Avranches – le 14 janvier 1945
Chers cousins et cousines
J’ai été bien heureuse d’avoir de vos bonnes nouvelles et de vous savoir tous en bonne santé. D’abord, merci de vos bons vœux et à cette occasion je vous retourne les miens qui sont des vœux de Bonne et Heureuse année à tous points de vue ; l’année 1944 a été l’année de la Libération, espérons que 45 sera celle de la Paix, car c’est vraiment désespérant de ne point voir venir la fin de cette guerre abominable. Je suis très heureuse que vous n’ayez pas eu à souffrir pour être libérés ; vous avez eu de la chance d’être dans le bon coin, tant mieux, vous aviez connu l’Exode en 40, c’était à notre tour de la connaitre.
Je vais essayer de vous raconter comment cela s’est passé. Quand il nous arrivait de dire à quelqu’un : pourvu qu’ils ne viennent pas par chez nous ! On nous répondait toujours : que voulez-vous qu’ils viennent faire à Avranches ? Eh bien, ils l’ont vu !
Le 6 juin au matin on entend un grand bourdonnement d’avions, les gens s’abordaient joyeusement en disant : « Eh bien, ça y est cette fois, ils débarquent… Des tracts furent jetés en quantité mais pas un ne tomba sur la ville, ils s’en furent tomber dans les campagnes environnantes et il n’y avait eu que quelques personnes qui en avaient eu connaissance en ville. Malheureusement, car malgré qu’on était habitués à un tas de bobards, on aurait peut-être ouvert l’œil si on en avait vu, car ils disaient qu’il fallait partir au plus vite, que cette ville allait être bombardée à outrance. Le mercredi 7 juin (date qu’on n’oubliera pas) à quinze heures moins le quart, on entend : boum, boum, boum, tout d’abord chacun croyait que c’était la gare qui était bombardée, mais voilà qu’on entend les avions qui rugissent et qui montent sur la ville de tous les côtés, c’était terrifiant… quelles secousses ! et quelles vibrations ! l’on n’entendait plus que l’éclatement des bombes et des vitres qui volaient en éclats ; je croyais bien ma dernière heure arrivée, enfin vint une petite accalmie, je cours voir dans la rue, ce n’était que poussière noire et débris de toutes sortes, les gens couraient, couraient tout affolés.
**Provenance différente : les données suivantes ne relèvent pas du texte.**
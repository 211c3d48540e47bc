pub mod connection;
pub mod migrations;
pub mod repositories;

pub use connection::{connect, connect_with_config, connect_with_settings, DbPool};
pub use repositories::{
    ChannelConfigRepository, CorrelationRepository, InMemoryChannelConfigRepository,
    InMemoryCorrelationRepository, RepositoryError, SqlChannelConfigRepository,
    SqlCorrelationRepository,
};
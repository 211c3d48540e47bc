use std::sync::Arc;

use axum::body::{to_bytes, Body};
use axum::http::{Request, StatusCode};
use axum::Router;
use secrecy::SecretString;
use serde_json::{json, Value};
use tower::util::ServiceExt;

use tonecheck_core::cipher::FieldCipher;
use tonecheck_core::clock::FixedClock;
use tonecheck_core::sentiment::SentimentScores;
use tonecheck_core::signature::sign;
use tonecheck_db::{
    connect_with_settings, migrations, DbPool, SqlChannelConfigRepository, SqlCorrelationRepository,
};
use tonecheck_server::{app, AppState};
use tonecheck_slack::notifier::SentNotification;
use tonecheck_slack::{RecordingNotifier, RouterSettings, StaticSentimentOracle, WebhookRouter};

const SIGNING_SECRET: &str = "flow-signing-secret";
const NOW: i64 = 1_750_000_000;
const NEGATIVE_TEXT: &str = "this whole thread is garbage";

struct Flow {
    app: Router,
    pool: DbPool,
    notifier: Arc<RecordingNotifier>,
    clock: Arc<FixedClock>,
}

async fn flow() -> Flow {
    let pool = connect_with_settings("sqlite::memory:", 1, 5).await.expect("connect");
    migrations::run_pending(&pool).await.expect("migrations");

    let clock = Arc::new(FixedClock::at_unix(NOW));
    let notifier = Arc::new(RecordingNotifier::new());
    let oracle = StaticSentimentOracle::new(SentimentScores::new(Some(0.95), Some(0.7)))
        .with_text(NEGATIVE_TEXT, SentimentScores::new(Some(0.2), Some(-0.5)));
    let cipher = FieldCipher::new(&SecretString::from("flow-encryption-secret".to_owned()));

    let router = WebhookRouter::new(
        Arc::new(SqlChannelConfigRepository::new(pool.clone(), cipher)),
        Arc::new(SqlCorrelationRepository::new(pool.clone(), clock.clone())),
        notifier.clone(),
        Arc::new(oracle),
        RouterSettings::default(),
    );
    let state = AppState::new(
        router,
        clock.clone(),
        SecretString::from(SIGNING_SECRET.to_owned()),
        SecretString::from("flow-api-key".to_owned()),
    );

    Flow { app: app(state), pool, notifier, clock }
}

impl Flow {
    async fn post(&self, path: &str, body: &str) -> (StatusCode, Value) {
        let timestamp = self.clock_now().to_string();
        let request = Request::builder()
            .method("POST")
            .uri(path)
            .header("X-Slack-Request-Timestamp", &timestamp)
            .header("X-Slack-Signature", sign(SIGNING_SECRET.as_bytes(), &timestamp, body.as_bytes()))
            .body(Body::from(body.to_owned()))
            .expect("request");

        let response = self.app.clone().oneshot(request).await.expect("response");
        let status = response.status();
        let bytes = to_bytes(response.into_body(), usize::MAX).await.expect("body");
        (status, serde_json::from_slice(&bytes).unwrap_or(Value::Null))
    }

    fn clock_now(&self) -> i64 {
        use tonecheck_core::clock::Clock;
        self.clock.unix_timestamp()
    }

    async fn channel_rows(&self) -> i64 {
        sqlx::query_scalar("SELECT COUNT(*) FROM channel_configuration")
            .fetch_one(&self.pool)
            .await
            .expect("count channels")
    }
}

fn add_command(user_id: &str, channel_id: &str) -> String {
    serde_urlencoded::to_string([
        ("command", "/tt-add-message"),
        ("user_id", user_id),
        ("team_id", "T0001"),
        ("team_domain", "acme"),
        ("channel_id", channel_id),
        ("channel_name", "general"),
        ("trigger_id", "13345224609.738474920.8088930838d88f008e0"),
    ])
    .expect("encode command")
}

fn submission(user_id: &str, message: &str) -> String {
    let payload = json!({
        "type": "view_submission",
        "team": { "id": "T0001", "domain": "acme" },
        "user": { "id": user_id },
        "view": {
            "callback_id": "modal-identifier",
            "state": { "values": {
                "sentiment_analysis_message_block": {
                    "sentiment_analysis_message_input": { "type": "plain_text_input", "value": message }
                }
            } }
        }
    });
    serde_urlencoded::to_string([("payload", payload.to_string())]).expect("encode payload")
}

fn message_event(text: &str, channel: &str) -> String {
    json!({
        "type": "event_callback",
        "event": { "type": "message", "text": text, "channel": channel, "user": "U2" }
    })
    .to_string()
}

#[tokio::test]
async fn configured_reply_is_sent_for_negative_message() {
    let flow = flow().await;

    let (status, body) = flow.post("/api/v1/slack/commands", &add_command("U1", "C1")).await;
    assert_eq!(status, StatusCode::OK);
    assert_eq!(body, json!({}));

    let (status, body) = flow.post("/api/v1/slack/interactions", &submission("U1", "Be nice")).await;
    assert_eq!(status, StatusCode::OK);
    assert_eq!(body, json!({ "response_action": "clear" }));
    assert_eq!(flow.channel_rows().await, 1);

    let (status, _) = flow.post("/api/v1/slack/events", &message_event(NEGATIVE_TEXT, "C1")).await;
    assert_eq!(status, StatusCode::OK);

    let sent = flow.notifier.sent().await;
    assert!(matches!(sent.first(), Some(SentNotification::Modal { .. })));
    match sent.last() {
        Some(SentNotification::Message { channel, text, attachments }) => {
            assert_eq!(channel, "C1");
            assert_eq!(text, "Sentiment Analysis");
            assert_eq!(attachments[0].fields[1].value, "definitely negative");
            assert_eq!(attachments[0].fields[2].value, "Be nice");
        }
        other => panic!("expected a channel message, got {other:?}"),
    }
}

#[tokio::test]
async fn bogus_event_type_is_rejected_without_side_effects() {
    let flow = flow().await;

    let (status, body) = flow.post("/api/v1/slack/events", r#"{"type": "bogus"}"#).await;

    assert_eq!(status.as_u16(), 460);
    assert_eq!(body, json!({ "response_action": "clear" }));
    assert!(flow.notifier.sent().await.is_empty());
    assert_eq!(flow.channel_rows().await, 0);
}

#[tokio::test]
async fn submission_after_expiry_asks_user_to_retry() {
    let flow = flow().await;
    flow.post("/api/v1/slack/commands", &add_command("U1", "C1")).await;
    flow.clock.advance(chrono::Duration::seconds(1801));

    let (status, body) = flow.post("/api/v1/slack/interactions", &submission("U1", "Be nice")).await;

    assert_eq!(status, StatusCode::OK);
    assert_eq!(body, json!({ "response_action": "clear" }));
    assert_eq!(flow.channel_rows().await, 0);
    let messages = flow.notifier.messages().await;
    let (channel, text, _) = messages.last().expect("user notified");
    assert_eq!(channel, "U1");
    assert_eq!(text, "User data not found. Please try again.");
}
Je rentre prendre quelques affaires, tout ce que je pouvais emporter avec moi et je m’en fus. Mes voisines me dirent : où allez-vous ? Je vais du côté de Marcey que je dis. Mais je voulais voir si Claire et Madame L. étaient encore en vie. J’étais à peine arrivée place Saint-Saturnin que voilà la deuxième vague qui arrive, je n’eus que le temps de me sauver dans le fond d’un jardin pour éviter les vitres et que les maisons ne me tombent sur la tête. La deuxième vague passée, je n’avais plus qu’une hâte, attraper la campagne au plus vite et je n’avançais pas facilement chargée comme j’étais, et quand il fallut traverser la place du Collège, il y en avait un enchevêtrement de fils et de poutres de toutes sortes. Je fus donc jusqu’aux Mares, et puis vinrent la troisième et la quatrième vague de quinze à dix-sept bombardiers chacune, on apercevait la maison du docteur Lefrançois qui flambait. Quand il y eut un peu d’accalmie, je pris la direction de la rue Paul Primaux ; Claire était en train de balayer les carreaux cassés dans la rue. Je leur dis : moi je m’en vais, allez-vous rester ? Je pensais aller du côté de Marcey mais maintenant il n’y a plus moyen de passer, les ponts sont peut-être tous démolis. Enfin elles décidèrent d’aller à Saint-Senier chez quelqu’un qu’elles connaissaient, et m’invitèrent à aller avec elles. Je vois toujours ce triste tableau : quel défilé route de Mortain ! Personne ne voulait plus rester en ville, on entendait de temps en temps les bombes à retardement qui éclataient.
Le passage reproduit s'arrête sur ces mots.